Le jour de la signature, la Maison Blanche a présenté le point de vue américain sur la «déclaration commune». Après la conférence de presse de Guy Parmelin, le Conseil fédéral, lui, n'a fourni aucune autre information officielle. Cela a alimenté les spéculations sur les concessions faites au gouvernement Trump. Le Vaudois a réagi en multipliant les interviews. Il s'est montré - comme rarement - irrité par les reproches.
Cet été, les critiques se sont abattues sur la présidente, Karin Keller-Sutter, dont le coup de téléphone fatidique à Donald Trump fin juillet a été suivi par l'imposition de droits de 39%. Parmelin l'a publiquement défendue, avec une véhémence dont aucun membre de l'exécutif n'avait jamais fait preuve pour un autre.
Emojis dans le chat interne
On dit de lui qu'il s'entend bien avec tous ses collègues et on ne lui connaît pas de querelle personnelle. «Il ne prend pas les divergences politiques contre lui et n'est pas rancunier», témoigne-t-on à Berne.
Au début de son année présidentielle, Karin Keller-Sutter a fait savoir aux autres membres du gouvernement et au public qu'elle avait lu le livre de Trump, The Art of the Deal pendant les Fêtes. Guy Parmelin préfère, lui, les BD d'Astérix.
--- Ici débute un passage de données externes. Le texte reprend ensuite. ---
//! JSON import with lenient repair.
//!
//! Import expects a strict JSON array of flat objects. When strict parsing
//! fails, a best-effort repair quotes bare identifier keys and rewrites
//! single-quoted string literals, then parses again. The repair is exactly
//! two regex passes, not a JSON5 parser, and gives up on nested quotes
//! or exotic key names.

use std::sync::LazyLock;

use regex::Regex;

use crate::error::ImportError;
use crate::event::DataSource;

use super::Row;

/// Pass 1: `{key:` / `,key:` becomes `{"key":` / `,"key":`.
static UNQUOTED_KEY: LazyLock<Regex> =
    LazyLock::new(|| Regex::new(r"([{,]\s*)(\w+)\s*:").expect("valid key regex"));

/// Pass 2: `'text'` becomes `"text"` (no escaping support).
static SINGLE_QUOTED: LazyLock<Regex> =
    LazyLock::new(|| Regex::new(r"'([^']*)'").expect("valid quote regex"));

/// Outcome of a [`parse_rows`] call, in the shape import callers report.
#[derive(Debug, Clone)]
pub struct ImportStatus {
    /// Whether rows were produced.
    pub ok: bool,
    /// Human-readable status: `(parsed)`, `(converted, parsed)` or `(failed)`.
    pub message: &'static str,
    /// The parsed rows on success.
    pub rows: Option<Vec<Row>>,
}

impl ImportStatus {
    pub(crate) fn parsed(rows: Vec<Row>, source: DataSource) -> Self {
        Self {
            ok: true,
            message: match source {
                DataSource::JsonRepaired => "(converted, parsed)",
                _ => "(parsed)",
            },
            rows: Some(rows),
        }
    }

    pub(crate) fn failed() -> Self {
        Self {
            ok: false,
            message: "(failed)",
            rows: None,
        }
    }
}

/// Apply the two documented repair passes to raw import text.
pub fn lenient_repair(raw: &str) -> String {
    let keyed = UNQUOTED_KEY.replace_all(raw, "${1}\"${2}\":");
    SINGLE_QUOTED.replace_all(&keyed, "\"${1}\"").into_owned()
}

/// Parse import text into rows, strictly first, leniently second.
///
/// Returns the rows together with the [`DataSource`] describing which pass
/// succeeded. Fails with [`ImportError`] when neither pass produces an
/// array of objects.
pub fn parse_rows(raw: &str) -> Result<(Vec<Row>, DataSource), ImportError> {
    match parse_strict(raw) {
        Ok(rows) => Ok((rows, DataSource::Json)),
        Err(first) => {
            let repaired = lenient_repair(raw);
            match parse_strict(&repaired) {
                Ok(rows) => Ok((rows, DataSource::JsonRepaired)),
                Err(second) => {
                    log::debug!("import failed strict ({first}) and repaired ({second})");
                    Err(second)
                }
            }
        }
    }
}

fn parse_strict(raw: &str) -> Result<Vec<Row>, ImportError> {
    let value: serde_json::Value =
        serde_json::from_str(raw).map_err(|e| ImportError::Parse(e.to_string()))?;
    rows_from_array(value)
}

/// Convert a parsed JSON value into rows. The value must be an array of
/// objects.
pub fn rows_from_array(value: serde_json::Value) -> Result<Vec<Row>, ImportError> {
    let serde_json::Value::Array(items) = value else {
        return Err(ImportError::NotRowArray(format!(
            "got {}",
            json_type_name(&value)
        )));
    };

    let mut rows = Vec::with_capacity(items.len());
    for (index, item) in items.into_iter().enumerate() {
        let serde_json::Value::Object(object) = item else {
            return Err(ImportError::NotRowArray(format!(
                "element {index} is {}",
                json_type_name(&item)
            )));
        };
        rows.push(Row::from_json_object(object));
    }
    Ok(rows)
}

fn json_type_name(value: &serde_json::Value) -> &'static str {
    match value {
        serde_json::Value::Null => "null",
        serde_json::Value::Bool(_) => "a boolean",
        serde_json::Value::Number(_) => "a number",
        serde_json::Value::String(_) => "a string",
        serde_json::Value::Array(_) => "an array",
        serde_json::Value::Object(_) => "an object",
    }
}

#[cfg(test)]
mod tests {
    use super::*;
    use crate::model::Value;

    #[test]
    fn test_strict_array_parses() {
        let (rows, source) = parse_rows(r#"[{"a":1}]"#).unwrap();
        assert_eq!(source, DataSource::Json);
        assert_eq!(rows.len(), 1);
        assert_eq!(rows[0].get("a"), Some(&Value::Int(1)));
    }

    #[test]
    fn test_lenient_repair_quotes_keys_and_strings() {
        let (rows, source) = parse_rows("[{a:1,b:'x'}]").unwrap();
        assert_eq!(source, DataSource::JsonRepaired);
        assert_eq!(rows[0].get("a"), Some(&Value::Int(1)));
        assert_eq!(rows[0].get("b"), Some(&Value::String("x".into())));
    }

    #[test]
    fn test_repair_passes_verbatim() {
        assert_eq!(
            lenient_repair("[{a: 1, b:'x y'}]"),
            r#"[{"a": 1, "b":"x y"}]"#
        );
    }

    #[test]
    fn test_garbage_fails() {
        assert!(parse_rows("not json").is_err());
    }

    #[test]
    fn test_non_array_fails() {
        assert!(matches!(
            parse_rows(r#"{"a":1}"#),
            Err(ImportError::NotRowArray(_))
        ));
    }

    #[test]
    fn test_non_object_element_fails() {
        assert!(matches!(
            parse_rows("[1,2]"),
            Err(ImportError::NotRowArray(_))
        ));
    }
}
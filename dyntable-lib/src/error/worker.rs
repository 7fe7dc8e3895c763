//! Worker execution errors

use std::time::Duration;

use super::TransportError;

/// Errors from worker execution.
///
/// Worker errors never escape a single execution: they are logged,
/// recorded on the task history, and other workers are unaffected.
#[derive(Debug, thiserror::Error)]
pub enum WorkerError {
    /// A non-success HTTP response.
    #[error("HTTP {status}: {message}")]
    Http {
        /// HTTP status code.
        status: u16,
        /// Response body or status text.
        message: String,
    },

    /// The handler phase failed; the controller phase was skipped.
    #[error("handler request failed: {0}")]
    Handler(#[source] Box<WorkerError>),

    /// The controller phase exhausted its retry budget.
    #[error("controller failed after {attempts} attempt(s): {last}")]
    Controller {
        /// Attempts made before giving up.
        attempts: u32,
        /// The error from the final attempt.
        last: Box<WorkerError>,
    },

    /// Transport-level failure.
    #[error(transparent)]
    Transport(#[from] TransportError),

    /// A single attempt exceeded its timeout and was aborted.
    #[error("attempt timed out after {0:?}")]
    Timeout(Duration),

    /// A configured endpoint is not a valid URL.
    #[error("invalid worker endpoint: {0}")]
    InvalidUrl(String),

    /// Storage-kind execution had no storage backend configured.
    #[error("no storage backend configured for storage worker")]
    NoStorage,
}
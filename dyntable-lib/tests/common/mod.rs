//! Shared test fixtures.
#![allow(dead_code)] // each test binary uses a different subset

use std::sync::Arc;
use std::sync::Mutex;
use std::time::Duration;

use async_trait::async_trait;
use dyntable_lib::error::TransportError;
use dyntable_lib::http::{HttpRequest, HttpResponse, HttpTransport};

/// A scripted response step for [`MockTransport`].
pub enum Step {
    /// Respond with this status and body.
    Respond(u16, &'static str),
    /// Fail with a network error.
    Fail,
    /// Sleep this long before responding 200 (for timeout tests).
    Hang(Duration),
}

/// Records every request and replays a scripted response sequence.
///
/// Once the script runs out, every further request gets `200 {}`.
pub struct MockTransport {
    pub requests: Mutex<Vec<HttpRequest>>,
    script: Mutex<Vec<Step>>,
}

impl MockTransport {
    pub fn new(script: Vec<Step>) -> Arc<Self> {
        Arc::new(Self {
            requests: Mutex::new(Vec::new()),
            script: Mutex::new(script),
        })
    }

    pub fn ok() -> Arc<Self> {
        Self::new(Vec::new())
    }

    pub fn request_count(&self) -> usize {
        self.requests.lock().unwrap().len()
    }

    pub fn request(&self, index: usize) -> HttpRequest {
        self.requests.lock().unwrap()[index].clone()
    }
}

#[async_trait]
impl HttpTransport for MockTransport {
    async fn send(&self, request: HttpRequest) -> Result<HttpResponse, TransportError> {
        self.requests.lock().unwrap().push(request);
        let step = {
            let mut script = self.script.lock().unwrap();
            if script.is_empty() {
                None
            } else {
                Some(script.remove(0))
            }
        };
        match step {
            None => Ok(HttpResponse {
                status: 200,
                body: "{}".to_string(),
            }),
            Some(Step::Respond(status, body)) => Ok(HttpResponse {
                status,
                body: body.to_string(),
            }),
            Some(Step::Fail) => Err(TransportError::Network("connection refused".to_string())),
            Some(Step::Hang(duration)) => {
                tokio::time::sleep(duration).await;
                Ok(HttpResponse {
                    status: 200,
                    body: "{}".to_string(),
                })
            }
        }
    }
}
Keller-Sutter donne souvent l'image d'une femme très stricte. Parmelin, plus sociable, devrait diriger avec davantage de souplesse. Cela transparaît également dans le groupe de discussion crypté du gouvernement fédéral, Threema: selon certaines sources, le conseiller UDC aime y communiquer avec des émojis.
Pour sa deuxième année à la présidence, Parmelin, longtemps sous-estimé, devra à nouveau prouver qu'il a pris du gallon. Des décisions cruciales l'attendent. En janvier, il recevra Donald Trump au Forum de Davos. Une rencontre essentielle pour les négociations en cours sur un accord douanier juridiquement contraignant.
Au printemps, le Vaudois se rendra à Bruxelles. Il y signera le paquet de traités européens violemment combattus par son propre parti, qui les qualifie de «traité de soumission». Soucieux de parler au nom de l'équipe, Parmelin défendra loyalement à Bruxelles la position favorable du Conseil fédéral.
Ses problèmes de dos continueront. Mais même un peu voûté, on peut garder la tête haute. Fin 2026, Guy Parmelin quittera la présidence de la Confédération. Et il démissionnera vraisemblablement du gouvernement au plus tard à la fin de la législature, fin 2027, la tête haute.